Chrome Web Store is again in the spotlight, and not for good reasons once again. Symantec researchers have recently discovered several browser extensions that somehow slipped past Google’s security checks. These were not hiding on sketchy websites; rather, they were sitting right on the official store but still managed to pull off some serious security violations.
Malicious Chrome extensions slip through Google’s net.
Here’s what the researchers have found: These malicious extensions go way beyond just being annoying. Yes, we are talking about grabbing whatever you copy to your clipboard and stealing your data. With this, they are enabling the remote attackers to control your browser. Some can even run malicious code right inside your Chrome browser for long-term harm, without you being aware of it.

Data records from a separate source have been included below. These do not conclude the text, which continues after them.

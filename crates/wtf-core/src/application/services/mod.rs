//! Application services - orchestrate use cases.
//!
//! Services coordinate the domain layer and ports to accomplish
//! high-level use cases like "scaffold a project" or "pick the project directory".

pub mod project_location;
pub mod scaffold_service;

pub use project_location::{interpret_answer, project_prompt, resolve_project_dir};
pub use scaffold_service::{ScaffoldOptions, ScaffoldService};
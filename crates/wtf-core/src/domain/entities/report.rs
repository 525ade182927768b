use std::fmt;
use std::path::{Path, PathBuf};

use serde::Serialize;

/// What to do when a template file is already on disk.
#[derive(Debug, Clone, Copy, Default, PartialEq, Eq)]
pub enum WriteMode {
    /// Leave the existing file alone.
    #[default]
    SkipExisting,
    /// Replace its content unconditionally.
    Overwrite,
}

impl WriteMode {
    pub fn overwrite_if(flag: bool) -> Self {
        if flag { Self::Overwrite } else { Self::SkipExisting }
    }
}

#[derive(Debug, Clone, Copy, PartialEq, Eq, Serialize)]
#[serde(rename_all = "kebab-case")]
pub enum EntryKind {
    Directory,
    File,
}

impl fmt::Display for EntryKind {
    fn fmt(&self, f: &mut fmt::Formatter<'_>) -> fmt::Result {
        match self {
            Self::Directory => write!(f, "directory"),
            Self::File => write!(f, "file"),
        }
    }
}

/// Result of a single ensure/write step.
#[derive(Debug, Clone, Copy, PartialEq, Eq, Serialize)]
#[serde(rename_all = "kebab-case")]
pub enum Outcome {
    Created,
    Exists,
    Overwritten,
    PermissionsSet,
}

impl Outcome {
    /// `true` if the step changed file or directory contents.
    pub fn is_mutation(&self) -> bool {
        matches!(self, Self::Created | Self::Overwritten)
    }
}

impl fmt::Display for Outcome {
    fn fmt(&self, f: &mut fmt::Formatter<'_>) -> fmt::Result {
        match self {
            Self::Created => write!(f, "created"),
            Self::Exists => write!(f, "exists"),
            Self::Overwritten => write!(f, "overwritten"),
            Self::PermissionsSet => write!(f, "permissions-set"),
        }
    }
}

#[derive(Debug, Clone, PartialEq, Eq, Serialize)]
pub struct ScaffoldEvent {
    pub path: PathBuf,
    pub kind: EntryKind,
    pub outcome: Outcome,
}

impl ScaffoldEvent {
    pub fn directory(path: &Path, outcome: Outcome) -> Self {
        Self {
            path: path.to_path_buf(),
            kind: EntryKind::Directory,
            outcome,
        }
    }

    pub fn file(path: &Path, outcome: Outcome) -> Self {
        Self {
            path: path.to_path_buf(),
            kind: EntryKind::File,
            outcome,
        }
    }
}

/// Ordered log of everything a scaffold run did (or would do).
#[derive(Debug, Clone, Default, PartialEq, Eq, Serialize)]
pub struct ScaffoldReport {
    pub root: PathBuf,
    pub events: Vec<ScaffoldEvent>,
}

impl ScaffoldReport {
    pub fn new(root: impl Into<PathBuf>) -> Self {
        Self {
            root: root.into(),
            events: Vec::new(),
        }
    }

    pub fn push(&mut self, event: ScaffoldEvent) {
        self.events.push(event);
    }

    pub fn extend(&mut self, other: ScaffoldReport) {
        self.events.extend(other.events);
    }

    /// Number of steps that created or overwritten something.
    pub fn mutation_count(&self) -> usize {
        self.events.iter().filter(|e| e.outcome.is_mutation()).count()
    }

    pub fn count(&self, outcome: Outcome) -> usize {
        self.events.iter().filter(|e| e.outcome == outcome).count()
    }

    pub fn outcome_of(&self, path: &Path) -> Option<Outcome> {
        self.events
            .iter()
            .rev()
            .find(|e| e.path == path)
            .map(|e| e.outcome)
    }
}
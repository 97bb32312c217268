mod submitter;

use std::collections::VecDeque;
use std::sync::atomic::{AtomicUsize, Ordering};
use std::sync::{Arc, Mutex};

use async_trait::async_trait;
use chrono::{TimeZone, Utc};

use crate::credential::{Credential, CredentialSource};
use crate::error::StoreError;
use crate::store::{ContentStore, MemoryStore, RemoteSnapshot, WriteReceipt, WriteRequest};
use crate::submitter::Clock;

pub(crate) const STAMP: &str = "2024-05-01T12:00:00.000Z";

pub(crate) fn fixed_clock() -> Clock {
    Arc::new(|| Utc.with_ymd_and_hms(2024, 5, 1, 12, 0, 0).unwrap())
}

pub(crate) fn cred(secret: &str) -> Credential {
    Credential::new(secret).unwrap()
}

/// Simulates another writer landing between our fetch and our write.
pub(crate) struct RacingStore {
    pub inner: Arc<MemoryStore>,
    interleaved: Mutex<VecDeque<String>>,
}

impl RacingStore {
    pub fn new(inner: Arc<MemoryStore>, lines: &[&str]) -> Self {
        Self {
            inner,
            interleaved: Mutex::new(lines.iter().map(|l| l.to_string()).collect()),
        }
    }
}

#[async_trait]
impl ContentStore for RacingStore {
    fn backend(&self) -> &str {
        "racing"
    }

    fn resource(&self) -> &str {
        self.inner.resource()
    }

    async fn fetch(&self, credential: &Credential) -> Result<Option<RemoteSnapshot>, StoreError> {
        self.inner.fetch(credential).await
    }

    async fn write(
        &self,
        credential: &Credential,
        request: WriteRequest,
    ) -> Result<WriteReceipt, StoreError> {
        let next = self.interleaved.lock().unwrap().pop_front();
        if let Some(line) = next {
            let current = self.inner.content().unwrap_or_default();
            self.inner.replace_content(format!("{}{}", current, line));
        }
        self.inner.write(credential, request).await
    }
}

/// Hands out a credential and counts how often it was asked.
pub(crate) struct CountingCredential {
    secret: String,
    pub requests: AtomicUsize,
}

impl CountingCredential {
    pub fn new(secret: &str) -> Self {
        Self {
            secret: secret.to_string(),
            requests: AtomicUsize::new(0),
        }
    }

    pub fn count(&self) -> usize {
        self.requests.load(Ordering::SeqCst)
    }
}

#[async_trait]
impl CredentialSource for CountingCredential {
    async fn request(&self) -> Option<Credential> {
        self.requests.fetch_add(1, Ordering::SeqCst);
        Credential::new(self.secret.clone())
    }
}
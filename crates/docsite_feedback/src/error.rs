//! Error types for feedback submission.

use std::time::Duration;

use thiserror::Error;

/// Note rejected before any network call.
#[derive(Error, Debug, Clone, PartialEq, Eq)]
pub enum ValidationError {
    #[error("feedback is empty")]
    Empty,

    #[error("feedback is {len} characters long; the limit is {max}")]
    TooLong { len: usize, max: usize },
}

/// Failure reported by a content store call.
#[derive(Error, Debug, Clone, PartialEq, Eq)]
pub enum StoreError {
    #[error("credential rejected ({status}): {message}")]
    Unauthorized { status: u16, message: String },

    /// The version token sent with a write no longer matches the stored revision.
    #[error("stale version token: {message}")]
    Conflict { message: String },

    #[error("rate limited: {message}")]
    RateLimited { message: String },

    #[error("unexpected status {status}: {message}")]
    Status { status: u16, message: String },

    #[error("request timed out after {0:?}")]
    Timeout(Duration),

    #[error("transport error: {0}")]
    Transport(String),

    #[error("malformed response: {0}")]
    Malformed(String),
}

impl StoreError {
    pub fn is_conflict(&self) -> bool {
        matches!(self, StoreError::Conflict { .. })
    }

    pub(crate) fn from_reqwest(err: reqwest::Error, timeout: Duration) -> Self {
        if err.is_timeout() {
            StoreError::Timeout(timeout)
        } else if err.is_decode() {
            StoreError::Malformed(err.to_string())
        } else {
            StoreError::Transport(err.to_string())
        }
    }
}

/// Errors that end a submission attempt.
#[derive(Error, Debug)]
pub enum FeedbackError {
    #[error(transparent)]
    Validation(#[from] ValidationError),

    /// Read step failed; no write was attempted.
    #[error("could not read the feedback log: {0}")]
    Read(#[source] StoreError),

    #[error("could not write the feedback log: {0}")]
    Write(#[source] StoreError),

    #[error("configuration error: {0}")]
    Config(String),

    /// The append queue task has stopped.
    #[error("feedback queue is closed")]
    QueueClosed,
}

impl FeedbackError {
    /// The store failure behind a read or write error.
    pub fn store_error(&self) -> Option<&StoreError> {
        match self {
            FeedbackError::Read(e) | FeedbackError::Write(e) => Some(e),
            _ => None,
        }
    }
}

pub type Result<T> = std::result::Result<T, FeedbackError>;
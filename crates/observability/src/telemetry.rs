//! Subscriber installation with optional OTLP export (OpenTelemetry 0.31).
//!
//! Console output is the default; spans are exported over OTLP/gRPC only when an
//! endpoint is configured.

use once_cell::sync::OnceCell;
use opentelemetry::{global, trace::TracerProvider, KeyValue};
use opentelemetry_otlp::WithExportConfig;
use opentelemetry_sdk::trace::{SdkTracer, SdkTracerProvider};
use opentelemetry_sdk::Resource;
use tracing_opentelemetry::OpenTelemetryLayer;
use tracing_subscriber::{layer::SubscriberExt, util::SubscriberInitExt, EnvFilter, Registry};

use crate::config::ObservabilityConfig;
use crate::error::ObservabilityError;
use crate::sink_layer;

// Kept for flushing on shutdown
static TRACER_PROVIDER: OnceCell<SdkTracerProvider> = OnceCell::new();

fn env_filter(config: &ObservabilityConfig) -> Result<EnvFilter, ObservabilityError> {
    match config.log_level.as_deref() {
        Some(level) => EnvFilter::try_new(level)
            .map_err(|e| ObservabilityError::Config(format!("invalid log level '{level}': {e}"))),
        None => Ok(EnvFilter::try_from_default_env().unwrap_or_else(|_| EnvFilter::new("info"))),
    }
}

/// Install the global subscriber for `config`.
///
/// Fails with [`ObservabilityError::Config`] on an unparsable filter and with
/// [`ObservabilityError::InitFailed`] when a global subscriber is already set.
/// An unreachable OTLP endpoint is not fatal: the subscriber falls back to console only.
pub fn init(config: ObservabilityConfig) -> Result<(), ObservabilityError> {
    let env_filter = env_filter(&config)?;

    let mut attributes = vec![KeyValue::new("service.name", config.service_name.clone())];
    if let Some(version) = &config.service_version {
        attributes.push(KeyValue::new("service.version", version.clone()));
    }
    for (key, value) in &config.resource_attributes {
        attributes.push(KeyValue::new(key.clone(), value.clone()));
    }
    let resource = Resource::builder().with_attributes(attributes).build();

    let fmt_layer = config
        .enable_console
        .then(|| tracing_subscriber::fmt::layer().with_writer(std::io::stderr));

    let mut otlp_failure = None;
    let otel_layer = match &config.otlp_endpoint {
        Some(endpoint) => match build_otlp_tracer_provider(&config.service_name, endpoint, resource) {
            Ok((tracer, provider)) => {
                // Global provider must be set before the layer is created.
                global::set_tracer_provider(provider.clone());
                let _ = TRACER_PROVIDER.set(provider);
                Some(OpenTelemetryLayer::new(tracer))
            }
            Err(e) => {
                otlp_failure = Some(e);
                None
            }
        },
        None => None,
    };

    let sink = sink_layer::sink_layer(config.log_sink.clone());

    Registry::default()
        .with(env_filter)
        .with(fmt_layer)
        .with(otel_layer)
        .with(sink)
        .try_init()
        .map_err(|e| ObservabilityError::InitFailed(e.to_string()))?;

    match (&config.otlp_endpoint, otlp_failure) {
        (Some(endpoint), Some(e)) => tracing::warn!(
            service.name = %config.service_name,
            endpoint = %endpoint,
            error = %e,
            "OTLP export unavailable, logging to console only"
        ),
        (Some(endpoint), None) => tracing::info!(
            service.name = %config.service_name,
            otlp.endpoint = %endpoint,
            "OTLP tracing enabled"
        ),
        (None, _) => tracing::debug!(
            service.name = %config.service_name,
            "Tracing initialized (console only)"
        ),
    }

    Ok(())
}

fn build_otlp_tracer_provider(
    service_name: &str,
    endpoint: &str,
    resource: Resource,
) -> Result<(SdkTracer, SdkTracerProvider), ObservabilityError> {
    let span_exporter = opentelemetry_otlp::SpanExporter::builder()
        .with_tonic()
        .with_endpoint(endpoint.to_string())
        .build()
        .map_err(|e| ObservabilityError::InitFailed(e.to_string()))?;

    let provider = SdkTracerProvider::builder()
        .with_batch_exporter(span_exporter)
        .with_resource(resource)
        .build();

    let tracer = provider.tracer(service_name.to_string());

    Ok((tracer, provider))
}

/// Flush and shut down the OTLP provider, if one was installed.
pub fn shutdown() {
    if let Some(provider) = TRACER_PROVIDER.get() {
        let _ = provider.shutdown();
        tracing::debug!("OpenTelemetry tracer provider shut down");
    }
}
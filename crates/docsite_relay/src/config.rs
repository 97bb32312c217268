//! Relay configuration.

use std::net::SocketAddr;

use docsite_constant::env as vars;
use docsite_constant::feedback::{DEFAULT_QUEUE_CAPACITY, DEFAULT_RELAY_ADDR};
use docsite_feedback::{Credential, FeedbackConfig};

use crate::error::{RelayError, Result};

/// Everything the relay needs to run. Secrets are held as redacted [`Credential`]s.
#[derive(Debug, Clone)]
pub struct RelayConfig {
    pub addr: SocketAddr,
    pub store: FeedbackConfig,
    /// High-privilege content store credential
    pub store_token: Credential,
    /// HS256 key for session tokens
    pub session_secret: Credential,
    /// Value of `Access-Control-Allow-Origin`
    pub allowed_origin: String,
    pub queue_capacity: usize,
}

impl RelayConfig {
    pub fn new(store: FeedbackConfig, store_token: Credential, session_secret: Credential) -> Self {
        Self {
            addr: default_addr(),
            store,
            store_token,
            session_secret,
            allowed_origin: "*".to_string(),
            queue_capacity: DEFAULT_QUEUE_CAPACITY,
        }
    }

    pub fn with_addr(mut self, addr: SocketAddr) -> Self {
        self.addr = addr;
        self
    }

    pub fn with_allowed_origin(mut self, origin: impl Into<String>) -> Self {
        self.allowed_origin = origin.into();
        self
    }

    /// Create config from environment variables.
    ///
    /// Required: `DOCSITE_RELAY_STORE_TOKEN`, `DOCSITE_SESSION_SECRET` and the store
    /// variables read by [`FeedbackConfig::from_env`].
    /// Optional: `DOCSITE_RELAY_ADDR`, `DOCSITE_RELAY_ALLOWED_ORIGIN`
    pub fn from_env() -> Result<Self> {
        Self::from_lookup(|key| std::env::var(key).ok())
    }

    pub fn from_lookup<F>(lookup: F) -> Result<Self>
    where
        F: Fn(&str) -> Option<String>,
    {
        let store = FeedbackConfig::from_lookup(&lookup)?;
        let secret = |key: &str| {
            lookup(key)
                .and_then(Credential::new)
                .ok_or_else(|| RelayError::Config(format!("{} not set", key)))
        };
        let store_token = secret(vars::RELAY_STORE_TOKEN)?;
        let session_secret = secret(vars::SESSION_SECRET)?;

        let mut config = Self::new(store, store_token, session_secret);
        if let Some(addr) = lookup(vars::RELAY_ADDR).filter(|v| !v.trim().is_empty()) {
            config.addr = addr.trim().parse().map_err(|_| {
                RelayError::Config(format!("{} is not a socket address: {}", vars::RELAY_ADDR, addr))
            })?;
        }
        if let Some(origin) = lookup(vars::RELAY_ALLOWED_ORIGIN).filter(|v| !v.trim().is_empty()) {
            config.allowed_origin = origin.trim().to_string();
        }
        Ok(config)
    }
}

fn default_addr() -> SocketAddr {
    DEFAULT_RELAY_ADDR
        .parse()
        .unwrap_or_else(|_| SocketAddr::from(([127, 0, 0, 1], 8787)))
}
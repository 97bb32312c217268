//! Minimal HTML helpers: escaping and locating mount points in prebuilt pages.
//!
//! Pages are static, hand-authored files, so a tag scanner is enough; no DOM is built.

/// Result of mounting a fragment into a page.
#[derive(Debug, Clone, Copy, PartialEq, Eq)]
pub enum Mounted {
    Inserted,
    /// Mount point absent; page left untouched.
    Skipped,
}

/// Escape text content.
pub fn escape_text(s: &str) -> String {
    let mut out = String::with_capacity(s.len());
    for c in s.chars() {
        match c {
            '&' => out.push_str("&amp;"),
            '<' => out.push_str("&lt;"),
            '>' => out.push_str("&gt;"),
            _ => out.push(c),
        }
    }
    out
}

/// Escape a double-quoted attribute value.
pub fn escape_attr(s: &str) -> String {
    escape_text(s).replace('"', "&quot;").replace('\'', "&#39;")
}

/// An opening tag found in a page: byte span and lowercase name.
#[derive(Debug, Clone, PartialEq, Eq)]
struct OpenTag {
    start: usize,
    end: usize,
    name: String,
}

/// Index just past the `>` closing the tag that starts at `start`, quote-aware.
fn tag_end(html: &str, start: usize) -> Option<usize> {
    let mut quote: Option<char> = None;
    for (i, c) in html[start..].char_indices() {
        match (quote, c) {
            (Some(q), c) if c == q => quote = None,
            (Some(_), _) => {}
            (None, '"') | (None, '\'') => quote = Some(c),
            (None, '>') => return Some(start + i + 1),
            _ => {}
        }
    }
    None
}

/// Elements whose content is raw text, never markup.
const RAW_TEXT_ELEMENTS: [&str; 2] = ["script", "style"];

/// Byte index of the first case-insensitive occurrence of `needle` at or after `from`.
fn find_ci(html: &str, from: usize, needle: &str) -> Option<usize> {
    html[from..]
        .to_ascii_lowercase()
        .find(needle)
        .map(|rel| from + rel)
}

/// Opening tags in document order. Comments and the content of raw text elements are
/// skipped, so markup quoted there is never matched.
fn open_tags(html: &str) -> impl Iterator<Item = OpenTag> + '_ {
    let mut pos = 0;
    std::iter::from_fn(move || {
        loop {
            let rel = html[pos..].find('<')?;
            let start = pos + rel;
            if html[start..].starts_with("<!--") {
                // unterminated comment runs to the end of the page
                pos = html[start + 4..].find("-->").map(|r| start + 4 + r + 3)?;
                continue;
            }
            let name: String = html[start + 1..]
                .chars()
                .take_while(|c| c.is_ascii_alphanumeric() || *c == '-')
                .collect();
            if name.is_empty() {
                // closing tag, doctype or a stray '<'
                pos = start + 1;
                continue;
            }
            let end = tag_end(html, start)?;
            let name = name.to_ascii_lowercase();
            pos = if RAW_TEXT_ELEMENTS.contains(&name.as_str()) {
                find_ci(html, end, &format!("</{}", name)).unwrap_or(html.len())
            } else {
                end
            };
            return Some(OpenTag { start, end, name });
        }
    })
}

/// Attribute value of `attr` inside a single opening tag.
fn attribute<'a>(tag: &'a str, attr: &str) -> Option<&'a str> {
    let inner = tag.trim_start_matches('<').trim_end_matches('>').trim_end_matches('/');
    let mut rest = inner.trim_start_matches(|c: char| !c.is_whitespace());
    loop {
        rest = rest.trim_start();
        if rest.is_empty() {
            return None;
        }
        let name_len = rest
            .find(|c: char| c.is_whitespace() || c == '=')
            .unwrap_or(rest.len());
        let name = &rest[..name_len];
        rest = rest[name_len..].trim_start();
        let value = if let Some(after_eq) = rest.strip_prefix('=') {
            let after_eq = after_eq.trim_start();
            match after_eq.chars().next() {
                Some(q @ ('"' | '\'')) => {
                    let body = &after_eq[1..];
                    let close = body.find(q).unwrap_or(body.len());
                    rest = body.get(close + 1..).unwrap_or("");
                    &body[..close]
                }
                _ => {
                    let len = after_eq.find(char::is_whitespace).unwrap_or(after_eq.len());
                    rest = &after_eq[len..];
                    &after_eq[..len]
                }
            }
        } else {
            ""
        };
        if name.eq_ignore_ascii_case(attr) {
            return Some(value);
        }
    }
}

/// Insert `fragment` right after the opening tag of the element whose id is `id`.
pub fn insert_into_element(html: &str, id: &str, fragment: &str) -> (String, Mounted) {
    let found = open_tags(html).find(|t| attribute(&html[t.start..t.end], "id") == Some(id));
    match found {
        Some(tag) => {
            let mut out = String::with_capacity(html.len() + fragment.len());
            out.push_str(&html[..tag.end]);
            out.push_str(fragment);
            out.push_str(&html[tag.end..]);
            (out, Mounted::Inserted)
        }
        None => (html.to_string(), Mounted::Skipped),
    }
}

/// Append `fragment` at the end of the first `<tag_name>` element, before its closing tag.
pub fn append_to_element(html: &str, tag_name: &str, fragment: &str) -> (String, Mounted) {
    let tag_name = tag_name.to_ascii_lowercase();
    let Some(open) = open_tags(html).find(|t| t.name == tag_name) else {
        return (html.to_string(), Mounted::Skipped);
    };
    let close_at = find_ci(html, open.end, &format!("</{}", tag_name));
    match close_at {
        Some(at) => {
            let mut out = String::with_capacity(html.len() + fragment.len());
            out.push_str(&html[..at]);
            out.push_str(fragment);
            out.push_str(&html[at..]);
            (out, Mounted::Inserted)
        }
        None => (html.to_string(), Mounted::Skipped),
    }
}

Good tab extension: A privacy disaster waiting to happen
One of the worst offenders is something called Good Tab. And, believe it or not, you can still find it on the Chrome Web Store right now. Good Tab uses an insecure HTTP iframe that basically hands over your clipboard to a remote website—no warning, nothing. That means someone could easily swipe your passwords, grab private notes, or even swap out your crypto wallet address if you’re making a transaction. You could lose money without even realising it.
Other dangerous extensions you should know and remove immediately
Child Protection extension: This is not it, as the scammers are getting smarter with technology. There is a Child Protection extension (which thankfully seems to be gone now), which was basically a remote control for attackers.
The extension was capable of stealing your cookies, hijacking your logins, and running whatever JavaScript the attackers wanted—all from afar.
DPS Websafe: This one pretended to be trusted tools like Adblock Plus, but actually hijacked your search results, spied on your browsing and tricked you with fake branding.
Stock Informer: This extension is still up on the store and has a major security hole. Because it does not properly check messages, attackers can run harmful code on your machine from anywhere.
What do you need to do to protect your data in the Chrome browser?
First thing, if you have ever installed any of the above-mentioned extensions, then you need to delete them immediately, without giving a second thought. And in the coming time, you must not blindly trust any random extensions, even if they are on the official Chrome Web Store.
How to protect yourself?
You must make sure to only install extensions which you really need.
You must check and read permissions before adding anything to your extensions.
Keep checking your add-ons that you do not use or that look suspicious.